Today at work: Integrate-disintegrate…A day as a glimpse of feeling unified. Can’t describe.

Today 7/27, at work went well. I was supposed to work the morning shift but a coworker asked us to trade shifts. Works better for my insomnia so I accepted. And it was a noble cause, as she was going to her grandma’s 75th birthday party.

Ever since the most recent struggles and outbursts we have actually been feeling emotionally better. It seems we exploded some much needed tension. Now, we feel better. Oh we still need to force healthier ways to do this. Starting with music as therapy (we bought another harmonica, tell you more about that in another post!) and we are regularly attending yoga classes to help with chronic pain, as well as a guided meditative class that helps us focus on forgetting ourselves and just being in the moment (it’s based in yoga practices and mindfulness.) So we hope that we can sustain this good feeling and not have it build to need to explode like that again. As an additional precaution, we are seeking to do boxing or kickboxing classes in the future, soon as some pain gets under control. That way, we will have an aggressive sport to help with tension, anger, and frustration.

Today was a hopeful sign of healing. Today I feel different than I’ve ever felt and I think it’s because the different approach I’ve taken. Which is, my decision to “come out” as a multiple. I have all the usual problems, but I have more support than ever in my life. A boyfriend, family, friends, AND a place of employment all educated about our Dissociative Identity Disorder and complex Post Traumatic Stress Disorder. All these people, this big circle of a safety net, allows us to learn to accept ourselves even with our faults because they do. I’ve been having a lot more days that I feel co-conscious with everyone and there have been like these moments of mini-fusion where we feel “all-together.” It’s just so hard to explain.

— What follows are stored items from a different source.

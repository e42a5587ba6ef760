use glam::Vec3;

/// A world-space axis-aligned bounding box.
#[derive(Debug, Clone, Copy, PartialEq, Default)]
#[cfg_attr(feature = "serialize", derive(serde::Serialize, serde::Deserialize))]
pub struct Aabb3d {
    /// The minimum corner of the box
    pub min: Vec3,
    /// The maximum corner of the box
    pub max: Vec3,
}

impl Aabb3d {
    /// Creates a box from its two corners. The corners are taken as-is.
    #[inline]
    pub fn new(min: impl Into<Vec3>, max: impl Into<Vec3>) -> Self {
        Self {
            min: min.into(),
            max: max.into(),
        }
    }

    /// The extent of the box along each axis.
    #[inline]
    pub fn size(&self) -> Vec3 {
        self.max - self.min
    }
}
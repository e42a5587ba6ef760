use crate::Heightfield;
#[cfg(feature = "bevy_reflect")]
use bevy_reflect::prelude::*;

/// The agent parameters used by the [`Heightfield`] filters.
///
/// Both values are in voxels. Use [`FilterConfig::from_agent`] to derive them from an agent described in world units.
///
/// > Note:
/// >
/// > If your game world uses meters as units, a reasonable starting point for a human-sized agent
/// > is a height of 2.0 and a maximum climb of 0.4.
#[derive(Debug, Clone, Copy, PartialEq, Eq, Hash)]
#[cfg_attr(feature = "serialize", derive(serde::Serialize, serde::Deserialize))]
#[cfg_attr(feature = "bevy_reflect", derive(Reflect))]
#[cfg_attr(
    all(feature = "serialize", feature = "bevy_reflect"),
    reflect(Serialize, Deserialize)
)]
pub struct FilterConfig {
    /// Minimum floor to 'ceiling' height that will still allow the floor area to
    /// be considered walkable. `[Limit: >= 3] [Units: vx]`
    ///
    /// This value defines the worldspace height h of the agent in voxels.
    /// The value of walkable_height should be calculated as `(h / cell_height).ceil()`.
    /// Note this is based on cell_height and not cell_size since it's a height value.
    ///
    /// Permits detection of overhangs in the source geometry that make the geometry below un-walkable.
    pub walkable_height: u16,

    /// Maximum ledge height that is considered to still be traversable. `[Limit: >=0] [Units: vx]`
    ///
    /// The walkable_climb value defines the maximum height of ledges and steps that the agent can walk up.
    /// Given a designer-defined `max_climb` distance in world units,
    /// the value of walkable_climb should be calculated as `(max_climb / cell_height).ceil()`.
    ///
    /// Allows the mesh to flow over low lying obstructions such as curbs and up/down stairways.
    pub walkable_climb: u16,
}

impl FilterConfig {
    /// Converts an agent described in world units into voxel units for a heightfield with the given `cell_height`.
    ///
    /// Values are rounded up to whole voxels and saturate at `u16::MAX`.
    pub fn from_agent(agent_height: f32, agent_max_climb: f32, cell_height: f32) -> Self {
        Self {
            walkable_height: to_voxels(agent_height, cell_height),
            walkable_climb: to_voxels(agent_max_climb, cell_height),
        }
    }
}

fn to_voxels(world_units: f32, cell_height: f32) -> u16 {
    // Float to int `as` casts saturate, and NaN becomes 0.
    (world_units / cell_height).ceil() as u16
}

impl Heightfield {
    /// Runs all filters in the usual order:
    /// [`Heightfield::filter_low_hanging_walkable_obstacles`], then
    /// [`Heightfield::filter_walkable_low_height_spans`], then [`Heightfield::filter_ledge_spans`].
    pub fn filter_walkable(&mut self, config: &FilterConfig) {
        self.filter_low_hanging_walkable_obstacles(config.walkable_climb);
        self.filter_walkable_low_height_spans(config.walkable_height);
        self.filter_ledge_spans(config.walkable_height, config.walkable_climb);
    }
}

So, tonight was one of those nights I felt all together. Like we all were present. Like we all were calm. I started to freak out for a second because I wasn’t used to this. I thought it was just me numb, but I wasn’t numb. I thought it was me alone and blocked from the others…but they all were there. Quiet, listening intently. I handled stress OK and when I got upset I dealt with it…..Dare we say, “like a normal adult.” Ha-ha. It didn’t really occur to me until I got home later that I was just walking around like a functioning system. I was the one leading but I didn’t feel like just me…It’s the strangest feeling to describe.

It was deeper than just “co-consciousness” with the people in this brain. It was like coexistence. They are my parallels. They exist in a parallel world. We all flow together. I don’t know, I wish I had better words to describe this without sounding quite so “new age-y” hahaha.

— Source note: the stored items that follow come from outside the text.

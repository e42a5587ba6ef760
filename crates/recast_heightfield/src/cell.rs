use thiserror::Error;

use crate::span::Span;

/// A single column of a [`Heightfield`](crate::Heightfield).
///
/// The spans are ordered from bottom to top and never overlap, i.e. the `max` of a span is at most
/// the `min` of the span above it.
#[derive(Debug, Clone, Default, PartialEq, Eq)]
#[cfg_attr(
    feature = "serialize",
    derive(serde::Serialize, serde::Deserialize),
    serde(try_from = "RawCell")
)]
pub struct Cell {
    /// The spans of the column, from bottom to top
    spans: Vec<Span>,
}

impl Cell {
    /// Creates a column from spans that are already ordered from bottom to top.
    ///
    /// Unlike [`Cell::add_span`], nothing is merged. Touching spans are kept apart.
    ///
    /// # Errors
    ///
    /// Returns [`CellError::UnorderedSpans`] if a span does not lie entirely above the one before it.
    pub fn from_spans(spans: Vec<Span>) -> Result<Self, CellError> {
        if let Some(index) = spans
            .windows(2)
            .position(|pair| pair[0].max() > pair[1].min())
        {
            return Err(CellError::UnorderedSpans { index: index + 1 });
        }
        Ok(Self { spans })
    }

    /// The spans of the column, from bottom to top.
    #[inline]
    pub fn spans(&self) -> &[Span] {
        &self.spans
    }

    /// Mutable access to the spans. A slice, so callers can reclassify but not reorder or resize.
    #[inline]
    pub(crate) fn spans_mut(&mut self) -> &mut [Span] {
        &mut self.spans
    }

    /// The number of spans in the column, walkable or not.
    #[inline]
    pub fn len(&self) -> usize {
        self.spans.len()
    }

    /// Whether the column contains no spans at all.
    #[inline]
    pub fn is_empty(&self) -> bool {
        self.spans.is_empty()
    }

    /// The number of spans whose area is not [`AreaType::NOT_WALKABLE`](crate::AreaType::NOT_WALKABLE).
    pub fn walkable_span_count(&self) -> usize {
        self.spans.iter().filter(|span| span.is_walkable()).count()
    }

    /// Returns the span whose `[min, max)` range contains the given height, if any.
    pub fn span_containing(&self, height: i32) -> Option<&Span> {
        let index = self
            .spans
            .partition_point(|span| i32::from(span.max()) <= height);
        self.spans
            .get(index)
            .filter(|span| i32::from(span.min()) <= height)
    }

    /// Iterates over the spans from bottom to top.
    #[inline]
    pub fn iter(&self) -> std::slice::Iter<'_, Span> {
        self.spans.iter()
    }

    /// Inserts a span into the column, merging it with every span it overlaps or touches.
    ///
    /// The merged span covers the union of the extents. If the top of the merged span is within
    /// `flag_merge_threshold` of the top of a span it absorbed, the higher of the two area IDs wins,
    /// since higher area IDs indicate higher resolution priority.
    pub fn add_span(&mut self, span: Span, flag_merge_threshold: u16) {
        let mut new_span = span;
        let mut index = 0;
        while let Some(current_span) = self.spans.get(index).copied() {
            if current_span.min() > new_span.max() {
                // Current span is completely above the new span, insert here.
                break;
            }
            if current_span.max() < new_span.min() {
                // Current span is completely below the new span. Keep going.
                index += 1;
                continue;
            }
            // The new span overlaps with an existing span. Merge them.
            if current_span.min() < new_span.min() {
                new_span.set_min(current_span.min());
            }
            if current_span.max() > new_span.max() {
                new_span.set_max(current_span.max());
            }

            // Merge flags.
            if (i32::from(new_span.max()) - i32::from(current_span.max())).unsigned_abs()
                <= u32::from(flag_merge_threshold)
            {
                new_span.set_area(new_span.area().max(current_span.area()));
            }

            // The current span is now part of the new one.
            // Keep going because there might be other overlapping spans that also need to be merged.
            self.spans.remove(index);
        }
        self.spans.insert(index, new_span);
    }
}

impl<'a> IntoIterator for &'a Cell {
    type Item = &'a Span;
    type IntoIter = std::slice::Iter<'a, Span>;

    fn into_iter(self) -> Self::IntoIter {
        self.iter()
    }
}

/// Errors that can occur when creating a [`Cell`] from existing spans.
#[derive(Error, Debug, Clone, PartialEq, Eq)]
pub enum CellError {
    /// Happens when a span overlaps or lies below the span before it.
    #[error("span {index} is not above the span before it")]
    UnorderedSpans {
        /// The index of the offending span
        index: usize,
    },
}

#[cfg(feature = "serialize")]
#[derive(serde::Deserialize)]
struct RawCell {
    spans: Vec<Span>,
}

#[cfg(feature = "serialize")]
impl TryFrom<RawCell> for Cell {
    type Error = CellError;

    fn try_from(raw: RawCell) -> Result<Self, Self::Error> {
        Self::from_spans(raw.spans)
    }
}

For all intents and purposes, today we all were Jess*–minus the dissociative. There were moments of dissociation, but it was like controlled dissociation without the disorder. It was done in order to communicate internally while functioning externally. It is currently the best way to communicate as a “whole entity” in one body.

I was in executive control. We were Jess altogether. I made the decisions and steered the wheel but I did none of this without the others direction and input.

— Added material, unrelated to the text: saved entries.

//! Spans are the vertical runs of solid voxels that make up a [`Cell`](crate::Cell).

use std::ops::{Deref, DerefMut};

use thiserror::Error;

/// Builds a [`Span`] while checking its extents.
#[derive(Debug, Clone, Copy, PartialEq, Eq)]
#[cfg_attr(feature = "serialize", derive(serde::Deserialize))]
pub struct SpanBuilder {
    /// Height of the floor of the solid run. `[Units: vx]`
    pub min: u16,
    /// Height of the top of the solid run, i.e. the surface an agent stands on. `[Units: vx]`
    pub max: u16,
    /// Area type ID.
    pub area: AreaType,
}

impl SpanBuilder {
    /// Builds the span.
    ///
    /// # Errors
    ///
    /// Returns [`SpanError::EmptyExtent`] if `min` is not strictly below `max`.
    pub fn build(self) -> Result<Span, SpanError> {
        if self.min >= self.max {
            return Err(SpanError::EmptyExtent {
                min: self.min,
                max: self.max,
            });
        }
        Ok(Span {
            min: self.min,
            max: self.max,
            area: self.area,
        })
    }
}

impl TryFrom<SpanBuilder> for Span {
    type Error = SpanError;

    fn try_from(builder: SpanBuilder) -> Result<Self, Self::Error> {
        builder.build()
    }
}

/// A vertical interval of solid voxels in a single column of a [`Heightfield`](crate::Heightfield).
///
/// Build with [`SpanBuilder`].
#[derive(Debug, Clone, Copy, PartialEq, Eq)]
#[cfg_attr(
    feature = "serialize",
    derive(serde::Serialize, serde::Deserialize),
    serde(try_from = "SpanBuilder")
)]
pub struct Span {
    /// Height of the floor.
    min: u16,
    /// Height of the ceiling.
    max: u16,
    /// Area type ID.
    area: AreaType,
}

impl Span {
    /// The lower extent of the span. `[Units: vx]`
    #[inline]
    pub fn min(&self) -> u16 {
        self.min
    }

    #[inline]
    pub(crate) fn set_min(&mut self, min: u16) {
        self.min = min;
    }

    /// The upper extent of the span. This is the walkable surface of the span. `[Units: vx]`
    #[inline]
    pub fn max(&self) -> u16 {
        self.max
    }

    #[inline]
    pub(crate) fn set_max(&mut self, max: u16) {
        self.max = max;
    }

    /// The area type of the span. [`AreaType::NOT_WALKABLE`] if no agent can stand on it.
    #[inline]
    pub fn area(&self) -> AreaType {
        self.area
    }

    /// Reclassifies the span. The extents are left untouched.
    #[inline]
    pub fn set_area(&mut self, area: impl Into<AreaType>) {
        self.area = area.into();
    }

    /// Whether the area type of the span is anything other than [`AreaType::NOT_WALKABLE`].
    #[inline]
    pub fn is_walkable(&self) -> bool {
        self.area.is_walkable()
    }
}

/// The area classification of a [`Span`].
///
/// `0` is reserved for [`AreaType::NOT_WALKABLE`]. Every other value is walkable and is carried
/// through the filters as-is.
#[derive(Debug, Clone, Copy, PartialEq, Eq, PartialOrd, Ord, Hash)]
#[cfg_attr(feature = "serialize", derive(serde::Serialize, serde::Deserialize))]
#[repr(transparent)]
pub struct AreaType(pub u8);

impl Deref for AreaType {
    type Target = u8;
    fn deref(&self) -> &Self::Target {
        &self.0
    }
}

impl DerefMut for AreaType {
    fn deref_mut(&mut self) -> &mut Self::Target {
        &mut self.0
    }
}

impl From<u8> for AreaType {
    fn from(value: u8) -> Self {
        AreaType(value)
    }
}

impl Default for AreaType {
    fn default() -> Self {
        Self::NOT_WALKABLE
    }
}

impl AreaType {
    /// The area type 0. Spans with this area type are not walkable.
    pub const NOT_WALKABLE: Self = Self(0);
    /// Default area type for walkable spans. The highest possible area type.
    pub const WALKABLE: Self = Self(u8::MAX);

    /// Whether this is anything other than [`AreaType::NOT_WALKABLE`].
    #[inline]
    pub fn is_walkable(self) -> bool {
        self != Self::NOT_WALKABLE
    }
}

/// Errors that can occur when building a [`Span`] with [`SpanBuilder::build`].
#[derive(Error, Debug, Clone, PartialEq, Eq)]
pub enum SpanError {
    /// Happens when the span would contain no voxels.
    #[error("span extent is empty: min={min} must be below max={max}")]
    EmptyExtent {
        /// The requested lower extent
        min: u16,
        /// The requested upper extent
        max: u16,
    },
}

#[cfg(test)]
mod tests {
    use super::*;

    fn span() -> Span {
        SpanBuilder {
            min: 2,
            max: 10,
            area: AreaType(4),
        }
        .build()
        .unwrap()
    }

    #[test]
    fn can_retrieve_span_data_after_building() {
        let span = span();
        assert_eq!(span.min(), 2);
        assert_eq!(span.max(), 10);
        assert_eq!(span.area(), AreaType(4));
        assert!(span.is_walkable());
    }

    #[test]
    fn can_retrieve_span_data_after_setting() {
        let mut span = span();

        span.set_min(1);
        span.set_max(4);
        span.set_area(3);

        assert_eq!(span.min(), 1);
        assert_eq!(span.max(), 4);
        assert_eq!(span.area(), AreaType(3));
    }

    #[test]
    fn setting_area_to_null_makes_span_unwalkable() {
        let mut span = span();
        span.set_area(AreaType::NOT_WALKABLE);
        assert!(!span.is_walkable());
        assert_eq!(span.min(), 2);
        assert_eq!(span.max(), 10);
    }

    #[test]
    fn rejects_empty_extent() {
        let result = SpanBuilder {
            min: 5,
            max: 5,
            area: AreaType::WALKABLE,
        }
        .build();
        assert_eq!(result, Err(SpanError::EmptyExtent { min: 5, max: 5 }));

        let result = Span::try_from(SpanBuilder {
            min: 6,
            max: 5,
            area: AreaType::WALKABLE,
        });
        assert!(result.is_err());
    }

    #[cfg(feature = "serialize")]
    #[test]
    fn deserializing_checks_extents() {
        let span: Span = serde_json::from_str(r#"{"min":2,"max":10,"area":4}"#).unwrap();
        assert_eq!(span, self::span());

        let result = serde_json::from_str::<Span>(r#"{"min":9,"max":2,"area":1}"#);
        assert!(result.is_err());
        let result = serde_json::from_str::<Span>(r#"{"min":3,"max":3,"area":1}"#);
        assert!(result.is_err());
    }

    #[test]
    fn only_zero_area_is_not_walkable() {
        assert!(!AreaType::NOT_WALKABLE.is_walkable());
        assert!(!AreaType::default().is_walkable());
        assert!(AreaType(1).is_walkable());
        assert!(AreaType::WALKABLE.is_walkable());
        assert_eq!(*AreaType::from(7), 7);
    }
}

Tonight at work I felt the way I think I’m supposed to feel. I felt balanced. It was a busy night at work. I still have stressful things going on and big things I’m worrying over right now (such as a possible death once again, but my boyfriend’s family not mine). Yet I feel like I acted like an adult. I found myself addressing each issue without getting lost internally to fight it.

Tonight at work I started to imaging what Jess* could be.

(*and Company. Which ever of the Parallels of Jess and all of them)

Tonight at work I faced a lot of fears head on and just felt so….

Normal.

No drama, no deep meaning. Just me–well, still US–at this job, being an adult, living a structured life.

Even at work, I felt I saw positive feedback for how we functioned today that reaffirms that we CAN do this integration some way, some how. I got frequent thank-you’s and many thumbs up for helping keep things together during the busy time.

I’ve had days like this before, where I felt like this before. It just had been a while. I felt like I had signs that they could see I was that Jess they had seen when I first started working there, before things got difficult to handle.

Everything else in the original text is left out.